Norwegian writer (born 1977)

Olaug Nilssen (born 28 December 1977) is a Norwegian novelist, playwright, children's writer, essayist and magazine editor.

She was awarded the Brage Prize and the Nynorsk Literature Prize in 2017, both for the novel Tung tids tale. She received the Dobloug Prize in 2019, and the Fritt Ord Award in 2021.

==Personal life and education==
Nilssen was born in Førde Municipality on 28 December 1977.

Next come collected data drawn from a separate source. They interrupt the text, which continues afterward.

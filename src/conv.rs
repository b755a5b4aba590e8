use candle_core::{Result, Tensor};
use candle_nn::{batch_norm, BatchNorm, BatchNormConfig, Init, ModuleT, VarBuilder};

use crate::{config::Seq2seqConfig, error::ModelError};

/// Frames left after a "same"-padded convolution with `kernel` and `stride`.
fn conv_output_len(len: usize, kernel: usize, stride: usize) -> usize {
    let padded = len + 2 * (kernel / 2);
    (padded + 1).saturating_sub(kernel).div_ceil(stride)
}

/// Keeps every `stride`-th index along `dim`.
fn decimate(xs: &Tensor, dim: usize, stride: usize) -> Result<Tensor> {
    if stride <= 1 {
        return Ok(xs.clone());
    }
    let keep = (0..xs.dim(dim)? as u32).step_by(stride).collect::<Vec<_>>();
    let keep = Tensor::from_vec(keep.clone(), keep.len(), xs.device())?;
    xs.contiguous()?.index_select(&keep, dim)
}

struct ConvLayer {
    /// `(out_channels, in_channels, kernel_t, kernel_f)`
    weight: Tensor,
    bias: Tensor,
    kernel: [usize; 2],
    stride: [usize; 2],
    pooling: Option<[usize; 2]>,
    batch_norm: Option<BatchNorm>,
}

impl ConvLayer {
    fn output_len(&self, len: usize) -> usize {
        let len = conv_output_len(len, self.kernel[0], self.stride[0]);
        match self.pooling {
            Some([pool_t, _]) => len / pool_t,
            None => len,
        }
    }

    /// xs: `(batch, channels, T, F)`
    fn forward_t(&self, xs: &Tensor, train: bool) -> Result<Tensor> {
        let [kt, kf] = self.kernel;
        let xs = xs
            .pad_with_zeros(2, kt / 2, kt / 2)?
            .pad_with_zeros(3, kf / 2, kf / 2)?;
        let out_channels = self.bias.dim(0)?;
        let xs = xs
            .conv2d(&self.weight, 0, 1, 1, 1)?
            .broadcast_add(&self.bias.reshape((1, out_channels, 1, 1))?)?;
        let mut xs = decimate(&decimate(&xs, 2, self.stride[0])?, 3, self.stride[1])?;
        if let Some(bn) = &self.batch_norm {
            xs = bn.forward_t(&xs, train)?;
        }
        let xs = xs.relu()?;
        match self.pooling {
            Some([pool_t, pool_f]) => xs.max_pool2d((pool_t, pool_f)),
            None => Ok(xs),
        }
    }
}

/// 2-D convolution front-end over `(time, freq)` with optional batch
/// normalization and max pooling. Used alone as a CNN encoder or in front of
/// the recurrent layers (CLDNN).
pub struct ConvFrontEnd {
    layers: Vec<ConvLayer>,
    input_channels: usize,
    output_dim: usize,
}

impl ConvFrontEnd {
    pub fn new(config: &Seq2seqConfig, vb: VarBuilder) -> Result<Self> {
        let input_channels = config.conv_input_channels;
        let mut channels = input_channels;
        let mut freq = config.stacked_input_size() / input_channels;
        let init = Init::Uniform {
            lo: -config.parameter_init,
            up: config.parameter_init,
        };

        let mut layers = Vec::with_capacity(config.conv_channels.len());
        for (i, &out_channels) in config.conv_channels.iter().enumerate() {
            let vb_l = vb.pp(format!("layers.{i}"));
            let kernel = config.conv_kernel_sizes.get(i).copied().unwrap_or([3, 3]);
            let stride = config.conv_strides.get(i).copied().unwrap_or([1, 1]);
            let pooling = match config.conv_poolings.get(i).map(Vec::as_slice) {
                Some(&[pool_t, pool_f]) if pool_t * pool_f > 1 => Some([pool_t, pool_f]),
                _ => None,
            };

            let weight = vb_l.get_with_hints(
                (out_channels, channels, kernel[0], kernel[1]),
                "weight",
                init,
            )?;
            let bias = vb_l.get_with_hints(out_channels, "bias", init)?;
            let batch_norm = if config.batch_norm {
                Some(batch_norm(out_channels, BatchNormConfig::default(), vb_l.pp("batch_norm"))?)
            } else {
                None
            };

            freq = conv_output_len(freq, kernel[1], stride[1]);
            if let Some([_, pool_f]) = pooling {
                freq /= pool_f;
            }
            if freq == 0 {
                return Err(ModelError::InvalidConfig(format!(
                    "conv layer {i} leaves no frequency bins"
                ))
                .into_candle());
            }

            layers.push(ConvLayer {
                weight,
                bias,
                kernel,
                stride,
                pooling,
                batch_norm,
            });
            channels = out_channels;
        }

        Ok(Self {
            layers,
            input_channels,
            output_dim: channels * freq,
        })
    }

    /// Feature width of each output frame.
    pub fn output_dim(&self) -> usize {
        self.output_dim
    }

    /// xs: `(batch, T, input)`. Returns `(batch, T', output_dim)` and the frame
    /// counts after striding and pooling, at least 1 each.
    pub fn forward_t(&self, xs: &Tensor, x_lens: &[usize], train: bool) -> Result<(Tensor, Vec<usize>)> {
        let (batch_size, max_len, dim) = xs.dims3()?;
        let mut xs = xs
            .reshape((batch_size, max_len, self.input_channels, dim / self.input_channels))?
            .transpose(1, 2)?
            .contiguous()?;
        let mut x_lens = x_lens.to_vec();
        for layer in &self.layers {
            xs = layer.forward_t(&xs, train)?;
            x_lens = x_lens.iter().map(|&len| layer.output_len(len)).collect();
        }

        let (batch_size, channels, max_len, freq) = xs.dims4()?;
        let xs = xs
            .transpose(1, 2)?
            .contiguous()?
            .reshape((batch_size, max_len, channels * freq))?;
        let x_lens = x_lens.into_iter().map(|len| len.clamp(1, max_len.max(1))).collect();
        Ok((xs, x_lens))
    }
}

She graduated as cand.mag. in North Germanic languages, sociology and literary science from the University of Bergen.

==Career==
Among Nilssen's early novels are Innestengt i udyr from 1998 and Vi har så korte armar from 2002. In 2004 she published the children's book Ronnys rumpe, and in 2005 the essays collection Hybrideleg sjølvgransking.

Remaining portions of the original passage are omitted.